La riassegnazione delle concessioni delle grandi derivazioni idroelettriche non verrà modificata dal Ddl Concorrenza. I beni costituenti quelle che vengono definite le ‘opere bagnate’ infatti passeranno senza compenso in proprietà a Regioni o Province Autonome, che potranno poi procedere a riassegnarne l’utilizzo, non la proprietà che rimane in capo alle regioni, andando a stipulare nuovi contratti di concessione.

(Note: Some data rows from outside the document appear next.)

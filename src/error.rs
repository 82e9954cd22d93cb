use std::collections::BTreeMap;
use std::time::Duration;

use thiserror::Error;

/// Backend failure while reading or writing the record store.
#[derive(Debug, Error)]
pub enum StoreError {
    #[error("redis: {0}")]
    Redis(#[from] redis::RedisError),
    #[error("corrupt stored value: {0}")]
    Codec(#[from] serde_json::Error),
    #[error("store call timed out after {0:?}")]
    Timeout(Duration),
}

/// Field-level rejection of caller input. Keys are the wire field names.
#[derive(Debug, Clone, Default, Error, PartialEq, Eq)]
#[error("validation failed: {fields:?}")]
pub struct ValidationError {
    pub fields: BTreeMap<String, String>,
}

impl ValidationError {
    pub fn single(field: &str, message: impl Into<String>) -> Self {
        let mut err = Self::default();
        err.push(field, message);
        err
    }

    pub fn push(&mut self, field: &str, message: impl Into<String>) {
        self.fields.insert(field.to_owned(), message.into());
    }

    pub fn is_empty(&self) -> bool {
        self.fields.is_empty()
    }

    /// `Ok(())` when nothing was pushed.
    pub fn into_result(self) -> Result<(), Self> {
        if self.is_empty() {
            Ok(())
        } else {
            Err(self)
        }
    }
}

/// Errors surfaced by the ingestion and query services to their caller.
#[derive(Debug, Error)]
pub enum ServiceError {
    #[error(transparent)]
    Validation(#[from] ValidationError),
    #[error("{0}")]
    NotFound(String),
    #[error(transparent)]
    Store(#[from] StoreError),
}

/// Why a captured record did not reach the collector. Never leaves the dispatcher.
#[derive(Debug, Error)]
pub enum DeliveryError {
    #[error("collector unreachable: {0}")]
    Transport(#[from] reqwest::Error),
    #[error("collector rejected record with status {0}")]
    Rejected(u16),
    #[error("delivery timed out after {0:?}")]
    Timeout(Duration),
    #[error("ingestion failed: {0}")]
    Ingest(#[from] ServiceError),
}

/// Recompute failure for a single `(project, endpoint)` key.
#[derive(Debug, Error)]
#[error("recompute of {project_id} {endpoint} failed: {source}")]
pub struct AggregationError {
    pub project_id: String,
    pub endpoint: String,
    #[source]
    pub source: StoreError,
}

/// Rejected monitor configuration.
#[derive(Debug, Error)]
pub enum ConfigError {
    #[error("cannot read config file: {0}")]
    Io(#[from] std::io::Error),
    #[error("malformed config: {0}")]
    Parse(#[from] serde_yaml::Error),
    #[error("invalid config: {0}")]
    Invalid(String),
    #[error("cannot build collector client: {0}")]
    Client(#[from] reqwest::Error),
}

Questo permetterà di rivedere i contratti di concessione siglati nel passato, alcuni anche 70 anni fa, con gli operatori idroelettrici. I nuovi contratti di concessione saranno una straordinaria occasione di sviluppo che porterà risorse e benefici ai territori dove sono allocati i grandi impianti delle centrali idroelettriche. Consentiranno un’equa remunerazione all’operatore che si aggiudicherà la concessione per il periodo previsto, da 30 fino a 50 anni, e saranno improntati a tutela dei territori, investimenti su impianti e gestione coordinata delle risorse idriche, conciliando i diversi interessi legati agli impianti e ai territori, passando dallo sviluppo degli impianti alla fruizione della montagna, dalla gestione dei livelli dei laghi alle necessità dell’irrigazione.

Doveroso il ringraziamento al senatore Paolo Ripamonti, relatore del provvedimento al Senato, in un grande lavoro della Lega che ha concretamente tutelato i territori e che con questo provvedimento dà un impulso significativo anche a quel concetto di autonomia che tanto ci è caro.